**PROVIDED DATA**:
use std::sync::Arc;

use tracing::info;

use super::model::{NewUser, Permissoes, UserChanges, UserCollection, UserRecord};
use super::UserError;
use crate::store::{ParameterKind, ParameterStore, PutParameter};

/// Default store key for the user collection
pub const DEFAULT_USERS_KEY: &str = "/feature-flags/users";

const COLLECTION_DESCRIPTION: &str = "Feature flags users with permissions";

/// Users kept as one JSON collection at a fixed key. Every mutation reads the
/// whole collection and writes it back; concurrent writers race and the last
/// write wins.
pub struct UserRepository {
    store: Arc<dyn ParameterStore>,
    key: String,
    with_decryption: bool,
}

impl UserRepository {
    pub fn new(store: Arc<dyn ParameterStore>, key: impl Into<String>) -> Self {
        Self {
            store,
            key: key.into(),
            with_decryption: true,
        }
    }

    pub fn with_decryption(mut self, with_decryption: bool) -> Self {
        self.with_decryption = with_decryption;
        self
    }

    pub fn key(&self) -> &str {
        &self.key
    }

    /// The whole collection; initializes an empty one on first miss
    pub async fn list(&self) -> Result<Vec<UserRecord>, UserError> {
        match self.store.get(&self.key, self.with_decryption).await? {
            Some(stored) => {
                let collection: UserCollection = serde_json::from_str(&stored.value)
                    .map_err(|e| UserError::Corrupt(format!("{}: {}", self.key, e)))?;
                Ok(collection.usuarios)
            }
            None => {
                info!("User collection {} not found, initializing", self.key);
                self.save(Vec::new()).await?;
                Ok(Vec::new())
            }
        }
    }

    pub async fn get(&self, id: &str) -> Result<Option<UserRecord>, UserError> {
        Ok(self.list().await?.into_iter().find(|u| u.id == id))
    }

    pub async fn create(&self, user: NewUser) -> Result<UserRecord, UserError> {
        let mut users = self.list().await?;
        if users.iter().any(|u| u.id == user.id) {
            return Err(UserError::AlreadyExists(user.id));
        }

        let record = UserRecord {
            id: user.id,
            nome: user.nome,
            permissoes: user.permissoes,
            ativo: user.ativo,
        };
        users.push(record.clone());
        self.save(users).await?;
        info!("Created user {}", record.id);
        Ok(record)
    }

    pub async fn update(&self, id: &str, changes: UserChanges) -> Result<UserRecord, UserError> {
        let mut users = self.list().await?;
        let user = users
            .iter_mut()
            .find(|u| u.id == id)
            .ok_or_else(|| UserError::NotFound(id.to_string()))?;

        if let Some(nome) = changes.nome {
            user.nome = nome;
        }
        if let Some(patch) = changes.permissoes {
            patch.apply(&mut user.permissoes);
        }
        if let Some(ativo) = changes.ativo {
            user.ativo = ativo;
        }
        let updated = user.clone();

        self.save(users).await?;
        info!("Updated user {}", id);
        Ok(updated)
    }

    pub async fn delete(&self, id: &str) -> Result<(), UserError> {
        let users = self.list().await?;
        let before = users.len();
        let remaining: Vec<_> = users.into_iter().filter(|u| u.id != id).collect();
        if remaining.len() == before {
            return Err(UserError::NotFound(id.to_string()));
        }

        self.save(remaining).await?;
        info!("Deleted user {}", id);
        Ok(())
    }

    /// Seed `id` as an active admin when the collection holds nobody.
    /// Returns whether a user was created.
    pub async fn bootstrap_admin(&self, id: &str) -> Result<bool, UserError> {
        if !self.list().await?.is_empty() {
            return Ok(false);
        }
        self.create(NewUser {
            id: id.to_string(),
            nome: id.to_string(),
            permissoes: Permissoes::admin(),
            ativo: true,
        })
        .await?;
        Ok(true)
    }

    async fn save(&self, usuarios: Vec<UserRecord>) -> Result<(), UserError> {
        let value = serde_json::to_string(&UserCollection { usuarios })?;
        self.store
            .put(
                PutParameter::new(&self.key, value)
                    .kind(ParameterKind::String)
                    .description(COLLECTION_DESCRIPTION)
                    .overwrite(true),
            )
            .await?;
        Ok(())
    }
}

#[cfg(test)]
mod tests {
    use super::*;
    use crate::store::MemoryStore;
    use crate::users::PermissoesPatch;

    fn repo(store: &MemoryStore) -> UserRepository {
        UserRepository::new(Arc::new(store.clone()), DEFAULT_USERS_KEY)
    }

    fn new_user(id: &str) -> NewUser {
        NewUser {
            id: id.to_string(),
            nome: "Ana".to_string(),
            permissoes: Permissoes { leitura: true, ..Default::default() },
            ativo: true,
        }
    }

    #[tokio::test]
    async fn first_list_initializes_empty_collection() {
        let store = MemoryStore::new();
        assert!(repo(&store).list().await.unwrap().is_empty());
        assert_eq!(
            store.raw_value(DEFAULT_USERS_KEY).await.as_deref(),
            Some(r#"{"usuarios":[]}"#)
        );
    }

    #[tokio::test]
    async fn create_get_and_reject_duplicates() {
        let store = MemoryStore::new();
        let users = repo(&store);
        users.create(new_user("ana@x.com")).await.unwrap();

        let found = users.get("ana@x.com").await.unwrap().unwrap();
        assert_eq!(found.nome, "Ana");
        assert!(users.get("bob@x.com").await.unwrap().is_none());

        let err = users.create(new_user("ana@x.com")).await.unwrap_err();
        assert!(matches!(err, UserError::AlreadyExists(_)));
        assert_eq!(users.list().await.unwrap().len(), 1);
    }

    #[tokio::test]
    async fn update_merges_supplied_fields() {
        let store = MemoryStore::new();
        let users = repo(&store);
        users.create(new_user("ana@x.com")).await.unwrap();

        let updated = users
            .update(
                "ana@x.com",
                UserChanges {
                    permissoes: Some(PermissoesPatch { escrita: Some(true), ..Default::default() }),
                    ativo: Some(false),
                    ..Default::default()
                },
            )
            .await
            .unwrap();
        assert_eq!(updated.nome, "Ana");
        assert!(updated.permissoes.leitura && updated.permissoes.escrita);
        assert!(!updated.ativo);
        assert_eq!(users.get("ana@x.com").await.unwrap().unwrap(), updated);

        let err = users.update("bob@x.com", UserChanges::default()).await.unwrap_err();
        assert!(matches!(err, UserError::NotFound(_)));
    }

    #[tokio::test]
    async fn delete_filters_user_out() {
        let store = MemoryStore::new();
        let users = repo(&store);
        users.create(new_user("ana@x.com")).await.unwrap();
        users.create(new_user("bob@x.com")).await.unwrap();

        users.delete("ana@x.com").await.unwrap();
        let ids: Vec<_> = users.list().await.unwrap().into_iter().map(|u| u.id).collect();
        assert_eq!(ids, vec!["bob@x.com"]);
        assert!(matches!(users.delete("ana@x.com").await, Err(UserError::NotFound(_))));
    }

    #[tokio::test]
    async fn bootstrap_only_seeds_an_empty_collection() {
        let store = MemoryStore::new();
        let users = repo(&store);
        assert!(users.bootstrap_admin("root@x.com").await.unwrap());
        assert!(!users.bootstrap_admin("other@x.com").await.unwrap());

        let root = users.get("root@x.com").await.unwrap().unwrap();
        assert!(root.ativo && root.permissoes.admin);
        assert!(users.get("other@x.com").await.unwrap().is_none());
    }

    #[tokio::test]
    async fn unreadable_collection_is_reported() {
        let store = MemoryStore::new();
        store
            .put(PutParameter::new(DEFAULT_USERS_KEY, "not json"))
            .await
            .unwrap();
        assert!(matches!(repo(&store).list().await, Err(UserError::Corrupt(_))));
    }
}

**WHAT YOU ARE ASKED TO DO**:
Return all lines of the material that have "crate" in them.

**TASK RESULT**:
use crate::store::{ParameterKind, ParameterStore, PutParameter};
    use crate::store::MemoryStore;
    use crate::users::PermissoesPatch;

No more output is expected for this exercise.